Shadow treasurer Joe Hockey is expected to deliver a sobering confirmation today that the Coalition will do little to ease wage pressures for business.

In the speech, to be delivered around noon in Brisbane to the Committee for Economic Development of Australia, Hockey will say Australia must adapt to the current, high-wage economy, or risk falling behind.

The sentiments are likely to annoy business groups, especially the hospitality and retail industries, which have argued for months wages must be reduced in order for businesses to survive.

“We can compete with higher wages provided our output per worker is globally competitive,” Hockey will say.

He will say there is no national benefit in cutting wages and instead workers need to be properly trained in order to unlock potential productivity gains.
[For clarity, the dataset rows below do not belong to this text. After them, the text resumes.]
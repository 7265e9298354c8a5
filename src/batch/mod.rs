pub mod orchestrator;
pub mod report;

pub use orchestrator::{BatchAccumulator, BatchConverter, EventCallback};
pub use report::{
    ConversionEvent, ConversionReport, EventKind, EventLevel, FileOutcome, STATUS_TIME_FORMAT,
};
“Australia’s standard of living must not go backwards. There is no national benefit in cutting wages. What we need to do is to ensure our workers have the skills and knowledge that our industry needs. Education, training and retraining are a key step to unlock our productivity gains.”

SmartCompany contacted Federal Treasurer Wayne Swan, but he was unable to comment prior to publication.

Chief executive of the Council of Small Businesses of Australia, Peter Strong, told SmartCompany the Coalition is “scared of industrial relations”.

“It’s a funny thing for Joe Hockey to say. I think they’re scared of making any changes to industrial relations.

“Rather than wages, the biggest issue for us is penalty rates. We’re not against them as such, but the high rates are costing jobs,” he says.

Hockey will also signal potential competition policy reforms with regard to the duopoly of supermarket chains Coles and Woolworths and the impact of the price wars on suppliers.

“I particularly want to recognise the significance of recent comments by Terry Davis, the group managing director of Coca-Cola Amatil, who recognised as a major supplier to Coles and Woolworths, that a structural imbalance exists between the major supermarkets and suppliers and?that there is a need for a nat¬ional debate,” Hockey will say.

In comments to The Australian Financial Review, Davis said earlier this month Coles and Woolworths have “indisputable” market power and a debate was needed.

“They have responsibility to use that market power wisely and for the good of their shareholders but also the good of the communities they operate in, just as we have a responsibility to be a good corporate citizen in the communities we operate in,” Davis said.

Hockey is expected to also forecast Coalition improvements to the Fair Work system.

“We have already signalled that we will, within the framework of the Fair Work Act, look at cautious, careful and responsible improvements to labour market regulation to ensure better outcomes for workers and for business,” Hockey will say.

New Small Business Minister Chris Bowen recently hit back at opposition claims small businesses would have an easier time under a Liberal government.

“The Liberal Party which will reverse our small business tax cuts, the instant asset write-off and our loss carry-back policies, which are effectively tax cuts for small business, which Tony Abbott will rip up,” Bowen said speaking at a Google small business training program.

The Australian Financial Review further says Hockey will rule out any direct intervention to lower the value of the Australian dollar and acknowledge energy and wages as two of the biggest imposts on Australian businesses.

He is also expected to say he will have a tight fiscal policy in attempts to lower the dollar and promise to argue strongly in international forums for less state intervention in regards to currency values.